The original owners of the castle, the noble Hopfenbachs, died out in the 14th century. Subsequently the castle was owned by the Carniolan comital families Auersperg, Gallenfells, and Paradaiser, and the baronial families Tschernembl and Jankovič. The Romanesque square keep was first expanded with the addition of Gothic perimeter towers and the eastern wing. During the Habsburg–Ottoman wars the entire complex was surrounded with a defensive wall, reinforced with round towers. During the Renaissance, arcaded hallways were added to the inner courtyard and outbuildings were constructed in the lower courtyard. The final result was an extensive defensive complex, with two concentric defensive walls closing off the access to the main building, perched on the raised ridge. A walled garden was laid out east of the complex, separated from the main gate by a dry moat.

In 1876 the castle, by then in a dilapidated state, was bought by Baron Franz Wambolt von Umstadt of Essen. The Wambolt family carried out a thorough restoration, maintaining the Renaissance architectural elements and uncovering older Gothic and Romanesque elements covered or altered by previous adaptations. Before the Second World War, the castle served as perhaps the best example of extant secular medieval architecture in Carniola.
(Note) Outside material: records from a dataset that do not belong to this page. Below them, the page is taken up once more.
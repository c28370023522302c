//! Background indexing of package-declared connection extensions.
//!
//! Installed packages declare connection types in a DCF resource file; this
//! crate scans the package libraries for those files, assembles a
//! [`berth_registry::ConnectionRegistry`] per scan, and publishes it
//! atomically for concurrent readers. Rebuilds run one at a time and
//! coalesce concurrent requests; console input that mutates the library
//! (package installs, `load_all`) triggers a debounced, idle-gated rebuild.
//!
//! [`ConnectionIndexer`] is the host-facing service; hosts typically call
//! [`ConnectionIndexer::refresh`] once at startup and then feed console
//! lines to [`ConnectionIndexer::observe_console_input`].

mod config;
mod console;
mod dev;
mod scan;
mod service;

pub use config::IndexConfig;
pub use dev::{DevPackage, DevWorkspace, InactiveWorkspace, StaticWorkspace, dev_extension_file};
pub use scan::{EXTENSION_RESOURCE, LibraryScanner, PackageScanner};
pub use service::{ConnectionIndexer, IndexerBuilder};
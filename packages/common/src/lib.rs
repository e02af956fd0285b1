pub mod config;
pub mod language;
pub mod problem;
pub mod retry;
pub mod store;
pub mod submission;
pub mod submission_status;

pub use language::Language;
pub use submission_status::{RuntimeErrorCause, Verdict};
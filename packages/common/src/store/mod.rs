mod error;
mod traits;

pub mod memory;

pub use error::StoreError;
pub use memory::MemoryStore;
pub use traits::{ProblemSource, SubmissionStore, TestCaseSource};
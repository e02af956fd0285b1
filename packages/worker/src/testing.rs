//! Scripted [`ExecutionBackend`] for tests.
//!
//! Behaviour is keyed by the stdin of the dispatched unit, so a test case is
//! scripted by its input. Inputs without a script are accepted on the first
//! status query.

use std::collections::{HashMap, VecDeque};
use std::sync::Mutex;

use async_trait::async_trait;

use crate::error::ExecutionError;
use crate::execution::{ExecutionBackend, ExecutionResult, ExecutionStatus, ExecutionUnit};

/// Result carrying only a status id.
pub fn result(status_id: u32) -> ExecutionResult {
    ExecutionResult::with_status(ExecutionStatus {
        id: status_id,
        description: None,
    })
}

/// Accepted result with metrics.
pub fn accepted(time_secs: f64, memory_kb: u64) -> ExecutionResult {
    let mut r = result(ExecutionStatus::ACCEPTED);
    r.status.description = Some("Accepted".into());
    r.time = Some(time_secs);
    r.memory = Some(memory_kb);
    r
}

/// What the backend does for one input.
#[derive(Clone)]
pub struct Script {
    dispatch_errors: VecDeque<ExecutionError>,
    polls: VecDeque<Result<ExecutionResult, ExecutionError>>,
}

impl Script {
    /// Status queries answer these in order; the last one repeats forever.
    pub fn polls(polls: Vec<Result<ExecutionResult, ExecutionError>>) -> Self {
        Self {
            dispatch_errors: VecDeque::new(),
            polls: polls.into(),
        }
    }

    pub fn finished(result: ExecutionResult) -> Self {
        Self::polls(vec![Ok(result)])
    }

    pub fn accepted(time_secs: f64, memory_kb: u64) -> Self {
        Self::finished(accepted(time_secs, memory_kb))
    }

    /// Fail the next dispatch of this input with `error` before succeeding.
    pub fn fail_dispatch(mut self, error: ExecutionError) -> Self {
        self.dispatch_errors.push_back(error);
        self
    }
}

#[derive(Default)]
struct State {
    scripts: HashMap<String, Script>,
    by_token: HashMap<String, VecDeque<Result<ExecutionResult, ExecutionError>>>,
    dispatched: Vec<String>,
    dispatch_attempts: usize,
    status_queries: usize,
}

#[derive(Default)]
pub struct ScriptedBackend {
    state: Mutex<State>,
}

impl ScriptedBackend {
    pub fn new() -> Self {
        Self::default()
    }

    pub fn on_input(self, input: &str, script: Script) -> Self {
        self.state
            .lock()
            .unwrap()
            .scripts
            .insert(input.to_string(), script);
        self
    }

    /// Inputs of successfully dispatched units, in dispatch order.
    pub fn dispatched_inputs(&self) -> Vec<String> {
        self.state.lock().unwrap().dispatched.clone()
    }

    /// Dispatch calls, failed ones included.
    pub fn dispatch_attempts(&self) -> usize {
        self.state.lock().unwrap().dispatch_attempts
    }

    pub fn status_queries(&self) -> usize {
        self.state.lock().unwrap().status_queries
    }
}

#[async_trait]
impl ExecutionBackend for ScriptedBackend {
    async fn dispatch(&self, unit: &ExecutionUnit<'_>) -> Result<String, ExecutionError> {
        let mut state = self.state.lock().unwrap();
        state.dispatch_attempts += 1;

        let script = state
            .scripts
            .entry(unit.stdin.to_string())
            .or_insert_with(|| Script::accepted(0.0, 0));
        if let Some(error) = script.dispatch_errors.pop_front() {
            return Err(error);
        }
        let polls = script.polls.clone();

        state.dispatched.push(unit.stdin.to_string());
        let token = format!("tok-{}", state.dispatched.len());
        state.by_token.insert(token.clone(), polls);
        Ok(token)
    }

    async fn fetch_status(&self, token: &str) -> Result<ExecutionResult, ExecutionError> {
        let mut state = self.state.lock().unwrap();
        state.status_queries += 1;

        let polls = state
            .by_token
            .get_mut(token)
            .ok_or_else(|| ExecutionError::StatusFetch {
                message: format!("unknown token {token}"),
                transient: false,
            })?;
        let next = if polls.len() > 1 {
            polls.pop_front()
        } else {
            polls.front().cloned()
        };
        next.unwrap_or_else(|| Ok(result(ExecutionStatus::PROCESSING)))
    }
}
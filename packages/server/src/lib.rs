pub mod config;
pub mod database;
pub mod entity;
pub mod error;
pub mod extractors;
pub mod handlers;
pub mod models;
pub mod routes;
pub mod seed;
pub mod state;
pub mod store;

use axum::http::{HeaderValue, Method, header};
use axum::{Router, routing::get};
use tower_http::cors::{AllowOrigin, CorsLayer};
use tracing::warn;

use crate::config::CorsConfig;
use crate::state::AppState;

/// Build the application router.
pub fn build_router(state: AppState) -> Router {
    let cors = cors_layer(&state.config.server.cors);

    Router::new()
        .route("/health", get(handlers::health))
        .nest("/api", routes::api_routes())
        .layer(cors)
        .with_state(state)
}

fn cors_layer(config: &CorsConfig) -> CorsLayer {
    let origins: Vec<HeaderValue> = config
        .allow_origins
        .iter()
        .filter_map(|origin| match origin.parse() {
            Ok(value) => Some(value),
            Err(_) => {
                warn!(origin = %origin, "Ignoring invalid CORS origin");
                None
            }
        })
        .collect();

    CorsLayer::new()
        .allow_origin(AllowOrigin::list(origins))
        .allow_methods([Method::GET, Method::POST, Method::OPTIONS])
        .allow_headers([header::CONTENT_TYPE, header::AUTHORIZATION])
        .allow_credentials(true)
}
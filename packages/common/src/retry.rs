use std::fmt::Display;
use std::future::Future;
use std::time::Duration;

use rand::Rng;
use serde::Deserialize;
use tracing::warn;

/// Bounded retry settings for calls to a remote service.
#[derive(Debug, Deserialize, Clone, Copy, PartialEq, Eq)]
pub struct RetryConfig {
    /// Retries after the first failed attempt. Default: 2.
    #[serde(default = "default_max_retries")]
    pub max_retries: u8,
    /// Delay before the first retry, doubled on each further one. Default: 200.
    #[serde(default = "default_base_delay_ms")]
    pub base_delay_ms: u64,
    /// Upper bound for a single delay. Default: 2000.
    #[serde(default = "default_max_delay_ms")]
    pub max_delay_ms: u64,
}

fn default_max_retries() -> u8 {
    2
}
fn default_base_delay_ms() -> u64 {
    200
}
fn default_max_delay_ms() -> u64 {
    2000
}

impl Default for RetryConfig {
    fn default() -> Self {
        Self {
            max_retries: default_max_retries(),
            base_delay_ms: default_base_delay_ms(),
            max_delay_ms: default_max_delay_ms(),
        }
    }
}

impl RetryConfig {
    /// No retries at all.
    pub fn disabled() -> Self {
        Self {
            max_retries: 0,
            ..Self::default()
        }
    }
}

/// Calculate exponential backoff delay with jitter.
///
/// Formula: `min(base_ms * 2^(attempt-1) + jitter, max_ms)` (0-25% jitter)
pub fn calculate_backoff(attempt: u8, base_ms: u64, max_ms: u64) -> Duration {
    if attempt == 0 {
        return Duration::ZERO;
    }

    let exp_factor = 2u64.saturating_pow((attempt - 1) as u32);
    let delay_ms = base_ms.saturating_mul(exp_factor);

    let jitter = if delay_ms > 0 {
        rand::rng().random_range(0..=delay_ms / 4)
    } else {
        0
    };

    let total_delay = delay_ms.saturating_add(jitter).min(max_ms);
    Duration::from_millis(total_delay)
}

/// Run `op` until it succeeds, fails with a non-transient error, or the
/// retry budget in `config` is spent. The last error is returned.
pub async fn retry_transient<T, E, F, Fut>(
    config: &RetryConfig,
    operation: &str,
    is_transient: impl Fn(&E) -> bool,
    mut op: F,
) -> Result<T, E>
where
    F: FnMut() -> Fut,
    Fut: Future<Output = Result<T, E>>,
    E: Display,
{
    let mut attempt: u8 = 0;
    loop {
        match op().await {
            Ok(value) => return Ok(value),
            Err(e) if attempt < config.max_retries && is_transient(&e) => {
                attempt += 1;
                let delay = calculate_backoff(attempt, config.base_delay_ms, config.max_delay_ms);
                warn!(
                    operation,
                    attempt,
                    delay_ms = delay.as_millis() as u64,
                    error = %e,
                    "Retrying after transient failure"
                );
                tokio::time::sleep(delay).await;
            }
            Err(e) => return Err(e),
        }
    }
}
pub mod problem;
pub mod submission;
pub mod test_case;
In 1942 the castle was ransacked by the Slovene Partisans and locals, and partially burned. The abandoned castle was subsequently bombed in an RAF raid. After the war, it was shelled and partially dynamited. State sponsored restoration works began in the late 1950s, but soon stalled. The remains have been deteriorating ever since. Most of the interesting architectural elements, including the renaissance arcaded hallways of the inner courtyard, have since disappeared.